Air India flight. (Image Source: Shutterstock)
The Ministry of Civil Aviation released the Preliminary Information Memorandum for the privatisation of Air India. That was also the day when the first Covid-19 case was found in India.
Within weeks, the World Health Organization had declared Covid a pandemic, and the world came to a gruelling halt. The world over, airlines were being bailed out and some were on the brink.
But in India, what seemed impossible in the past was being achieved. The Tata Group, which won the bid for Air India, took over the airline from the government on January 27, 2022, two years after the memorandum was released.
Here’s where the airline stands now, six months after the Tatas took over.
In January 2020, Air India flew 1.47 million passengers and had a market share of 11.6 percent, making it the No. 3 airline in the country.
Cut to January 2022, the airline had a market share of 10.2 percent and it had moved a tad closer to the second spot even though it carried less than half the passengers it did two years ago. The market had shrunk.
The very next month, Air India took the No. 2 position in Indian skies. While one would have thought that there would be no looking back since then, the story hasn’t played out that way.
One of the first focus areas for the Tata Group was improving the airline’s service and on-time performance. There have been many social media posts about the meals but food reviews are based on personal tastes and preferences. On-time performance, on the other hand, is a competitive element.
The airline has been either at the fourth or fifth spot all along since January, even as its on-time performance fluctuated between 81 percent and 92 percent during this time. While every airline may want to be on top of the punctuality charts, it’s no easy task.
IndiGo, once renowned for punctuality, has not been on the top of the monthly charts for a while now. Go Air had dislodged it for over a year consistently before the pandemic.
A hub-and-spoke model means that a delay on one flight could have a cascading effect on others. Besides, the Tata Group has to rely on third-party ground handling agencies at quite a few airports, which means it doesn’t have full control on all factors that determine on-time performance.
Air India will have to strive really hard to reach a point where it can be among the top two, if not No. 1 for on-time performance.
In June, Air India slipped to fifth spot in terms of market share, quite a slide considering there are only six major carriers in the market. Since March, Vistara has overtaken Air India in market share.
This means Air India made the least of the traffic growth from January to May. Domestic air traffic in India almost doubled during this period, going up to 11.4 million in May from 6.4 million in January. Air India, on the other hand, moved from 655,809 passengers in January to 826,023 in April and 822,814 in May. In fact, it was the only carrier to carry fewer passengers in May than in April.
The airline deployed 8 percent fewer flights in May than in January even as there were 36 percent additional departures in the domestic sector. The load factor went from about 60 percent in January to just over 80 percent in May during this time, meaning the airline was flying fuller planes.
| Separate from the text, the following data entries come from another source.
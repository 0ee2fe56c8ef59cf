// =============================================================================
// CONFIG — Réglages de l'outil (fichier TOML + valeurs par défaut)
// =============================================================================
//
//   [input]
//   path = "input.txt"
//
//   [resolve]
//   mode = "values"          # values | ranges
//   strategy = "interval"    # interval | brute-force
//   validate = true
//   parallel = true
//   max_candidates = 100000000
//
//   [logging]
//   level = "info"
//
// Fichier absent → valeurs par défaut. Rien n'est jamais écrit sur disque.
// Les options de la ligne de commande écrasent ensuite ces valeurs.
//
// =============================================================================

use std::path::{Path, PathBuf};

use anyhow::{Context, Result};
use serde::{Deserialize, Serialize};

use crate::core::batch::{RangeOptions, Strategy};

#[derive(Debug, Clone, Default, PartialEq, Serialize, Deserialize)]
#[serde(default)]
pub struct Config {
    pub input: InputConfig,
    pub resolve: ResolveConfig,
    pub logging: LoggingConfig,
}

#[derive(Debug, Clone, PartialEq, Serialize, Deserialize)]
#[serde(default)]
pub struct InputConfig {
    pub path: PathBuf,
}

/// Lecture des graines : une par une, ou en paires (début, longueur)
#[derive(Debug, Clone, Copy, PartialEq, Eq, Default, Serialize, Deserialize, clap::ValueEnum)]
#[serde(rename_all = "kebab-case")]
pub enum SeedMode {
    #[default]
    Values,
    Ranges,
}

#[derive(Debug, Clone, PartialEq, Serialize, Deserialize)]
#[serde(default)]
pub struct ResolveConfig {
    pub mode: SeedMode,
    pub strategy: Strategy,
    /// Valider la chaîne avant toute résolution
    pub validate: bool,
    pub parallel: bool,
    /// Budget de valeurs pour la stratégie `brute-force`
    pub max_candidates: Option<u64>,
}

#[derive(Debug, Clone, PartialEq, Serialize, Deserialize)]
#[serde(default)]
pub struct LoggingConfig {
    pub level: String,
}

impl Default for InputConfig {
    fn default() -> Self {
        Self { path: PathBuf::from("input.txt") }
    }
}

impl Default for ResolveConfig {
    fn default() -> Self {
        Self {
            mode: SeedMode::Values,
            strategy: Strategy::Interval,
            validate: true,
            parallel: true,
            max_candidates: Some(100_000_000),
        }
    }
}

impl Default for LoggingConfig {
    fn default() -> Self {
        Self { level: "info".to_string() }
    }
}

impl ResolveConfig {
    pub fn range_options(&self) -> RangeOptions {
        RangeOptions {
            strategy: self.strategy,
            max_candidates: self.max_candidates,
            parallel: self.parallel,
        }
    }
}

impl Config {
    /// Lit `path` s'il existe, sinon retourne la configuration par défaut.
    pub fn load(path: &Path) -> Result<Self> {
        if path.exists() {
            let contents = std::fs::read_to_string(path)
                .with_context(|| format!("reading config {}", path.display()))?;
            toml::from_str(&contents).with_context(|| format!("parsing config {}", path.display()))
        } else {
            Ok(Self::default())
        }
    }
}
// =============================================================================
// RULE — Une règle d'intervalle : source → destination à décalage constant
// =============================================================================
//
// Une RangeRule (d, s, l) envoie l'intervalle source [s, s+l) sur
// l'intervalle destination [d, d+l), valeur par valeur :
//
//     s     → d
//     s+1   → d+1
//     ...
//     s+l-1 → d+l-1
//
// Hors de [s, s+l), la règle ne dit rien (None). C'est la CategoryMap qui
// décide alors de l'identité.
//
// =============================================================================

use std::fmt;

use super::range::{Value, ValueRange};

/// Règle `(destination_start, source_start, length)`.
///
/// Les trois champs sont censés être positifs ou nuls et les bornes hautes
/// tenir dans un `i64` ; `validate` le vérifie, pas le constructeur.
#[derive(Debug, Clone, Copy, PartialEq, Eq, Hash)]
pub struct RangeRule {
    pub destination_start: Value,
    pub source_start: Value,
    pub length: Value,
}

/// Découpage d'un intervalle par une règle.
#[derive(Debug, Clone, PartialEq, Eq, Default)]
pub struct RuleSplit {
    /// La partie couverte, déjà traduite dans l'espace destination
    pub mapped: Option<ValueRange>,
    /// Les morceaux non couverts (au plus deux : avant et après)
    pub rest: Vec<ValueRange>,
}

impl RangeRule {
    pub fn new(destination_start: Value, source_start: Value, length: Value) -> Self {
        RangeRule { destination_start, source_start, length }
    }

    /// Image de `value` si elle tombe dans l'intervalle source.
    ///
    /// Aucun calcul intermédiaire ne déborde, quelle que soit l'entrée.
    /// Une image doit rester sous `i64::MAX`, borne exclusive de tout
    /// `ValueRange` ; sinon la règle ne couvre pas `value`.
    pub fn try_map(&self, value: Value) -> Option<Value> {
        let offset = value.checked_sub(self.source_start)?;
        if offset >= 0 && offset < self.length {
            self.destination_start
                .checked_add(offset)
                .filter(|&image| image < Value::MAX)
        } else {
            None
        }
    }

    /// `[source_start, source_start + length)`
    pub fn source_range(&self) -> ValueRange {
        ValueRange::new(self.source_start, self.source_start.saturating_add(self.length))
    }

    /// `[destination_start, destination_start + length)`
    pub fn destination_range(&self) -> ValueRange {
        ValueRange::new(
            self.destination_start,
            self.destination_start.saturating_add(self.length),
        )
    }

    /// Découpe `range` en partie couverte (traduite) et reste.
    pub fn split(&self, range: ValueRange) -> RuleSplit {
        if range.is_empty() {
            return RuleSplit::default();
        }
        let source = self.source_range();
        let Some(hit) = range.intersect(&source) else {
            return RuleSplit { mapped: None, rest: vec![range] };
        };

        // Calcul en i128 : les règles non validées peuvent pousser les images
        // au-delà de i64::MAX. Cette partie reste non couverte, comme dans
        // try_map.
        let delta = i128::from(self.destination_start) - i128::from(self.source_start);
        let fits_end = (i128::from(Value::MAX) - delta).min(i128::from(hit.end));

        let mut rest = Vec::with_capacity(2);
        if range.start < hit.start {
            rest.push(ValueRange::new(range.start, hit.start));
        }
        if fits_end <= i128::from(hit.start) {
            rest.push(ValueRange::new(hit.start, range.end));
            return RuleSplit { mapped: None, rest };
        }

        // hit.start ≤ fits_end ≤ hit.end : les bornes tiennent dans un i64
        let covered_end = fits_end as Value;
        let mapped = ValueRange::new(
            (i128::from(hit.start) + delta) as Value,
            (fits_end + delta) as Value,
        );
        if covered_end < range.end {
            rest.push(ValueRange::new(covered_end, range.end));
        }
        RuleSplit { mapped: Some(mapped), rest }
    }
}

/// Format d'entrée : `destination source longueur`
impl fmt::Display for RangeRule {
    fn fmt(&self, f: &mut fmt::Formatter<'_>) -> fmt::Result {
        write!(f, "{} {} {}", self.destination_start, self.source_start, self.length)
    }
}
When aviation turbine fuel prices are at an all-time high, air fares are capped, and passenger traffic is not back to pre-pandemic levels, it makes sense to operate fewer flights with higher loads than more flights with lower loads.
Air India was expected to lose Rs 9,779 crore in FY21. The airline already had one false start with the CEO appointment after the Tatas took over – Ilker Ayci, former Turkish Airlines chairman who was appointed as CEO and managing director in February, later declined the positions. The group could well be more cautious about its approach.
The airline operated a daily average of 230 domestic departures when the year started and this figure dropped by an average of 15 flights a day in May. This seems to be a mix of quick-fixes to get loss-making flights out of the network and handle the limited fleet in a profitable manner.
The first ones to get the chop would be the most non-profitable routes on the domestic front even as international operations do well currently due to higher fares and demand and the fact that it is not as cut-throat as the domestic market.
With challenges all around, what gets priority first? Anything that plugs losses is what one would think. Market share, for sure, will be last on the priority list!